*** PROVIDED MATERIAL ***

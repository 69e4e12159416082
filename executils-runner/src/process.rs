// Spawning and waiting on a single child process.

use crate::invocation::Invocation;
use executils_core::{OutputSink, ProcessFailure, SharedWriter};
use std::io::{self, Read, Write};
use std::process::{Command, Stdio};
use std::thread;
use tracing::debug;

/// Build the `Command` described by `inv`.
pub(crate) fn command_for(inv: &Invocation) -> Command {
    let mut cmd = Command::new(&inv.program);

    if let Some((argv0, rest)) = inv.args.split_first() {
        set_argv0(&mut cmd, argv0);
        cmd.args(rest);
    }

    if let Some(dir) = &inv.dir {
        cmd.current_dir(dir);
    }

    // Later duplicates replace earlier ones.
    cmd.env_clear();
    for (key, value) in inv.env.vars() {
        cmd.env(key, value);
    }

    cmd.stdin(Stdio::inherit())
        .stdout(inv.stdout.stdio())
        .stderr(inv.stderr.stdio());

    cmd
}

#[cfg(unix)]
fn set_argv0(cmd: &mut Command, argv0: &str) {
    use std::os::unix::process::CommandExt;
    cmd.arg0(argv0);
}

#[cfg(not(unix))]
fn set_argv0(_cmd: &mut Command, _argv0: &str) {}

/// Run `inv` to completion.
///
/// Piped output is drained on scoped threads that are joined before this
/// returns.
pub(crate) fn execute(inv: &Invocation) -> Result<(), ProcessFailure> {
    let mut child = command_for(inv).spawn().map_err(ProcessFailure::Spawn)?;

    debug!(pid = child.id(), program = %inv.program.display(), "Process spawned");

    let stdout = child.stdout.take();
    let stderr = child.stderr.take();

    let (status, forwarded) = thread::scope(|scope| {
        let out_pump = stdout.map(|reader| scope.spawn(|| forward(reader, &inv.stdout)));
        let err_pump = stderr.map(|reader| scope.spawn(|| forward(reader, &inv.stderr)));

        let status = child.wait();

        let forwarded = [out_pump, err_pump]
            .into_iter()
            .flatten()
            .map(|handle| {
                handle
                    .join()
                    .unwrap_or_else(|_| Err(io::Error::new(io::ErrorKind::Other, "output forwarder panicked")))
            })
            .collect::<io::Result<Vec<()>>>();

        (status, forwarded)
    });

    let status = status.map_err(ProcessFailure::Spawn)?;

    debug!(program = %inv.program.display(), status = %status, "Process finished");

    if let Some(failure) = ProcessFailure::from_status(status) {
        return Err(failure);
    }

    forwarded.map_err(ProcessFailure::Output)?;
    Ok(())
}

fn forward<R: Read>(reader: R, sink: &OutputSink) -> io::Result<()> {
    match sink {
        OutputSink::Writer(writer) => copy_into(reader, writer),
        // Only writer sinks are piped.
        OutputSink::Inherit | OutputSink::Null => Ok(()),
    }
}

fn copy_into<R: Read>(mut reader: R, writer: &SharedWriter) -> io::Result<()> {
    let mut buf = [0u8; 8192];
    loop {
        let n = match reader.read(&mut buf) {
            Ok(0) => return Ok(()),
            Ok(n) => n,
            Err(e) if e.kind() == io::ErrorKind::Interrupted => continue,
            Err(e) => return Err(e),
        };

        let mut writer = writer
            .lock()
            .map_err(|_| io::Error::new(io::ErrorKind::Other, "output sink lock poisoned"))?;
        writer.write_all(&buf[..n])?;
        writer.flush()?;
    }
}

*** End of PROVIDED MATERIAL ***

__WHAT YOU SHOULD DO__:
Say only the number of lines above holding "ProcessFailure".

__SOLUTION TO THE PROBLEM__:
6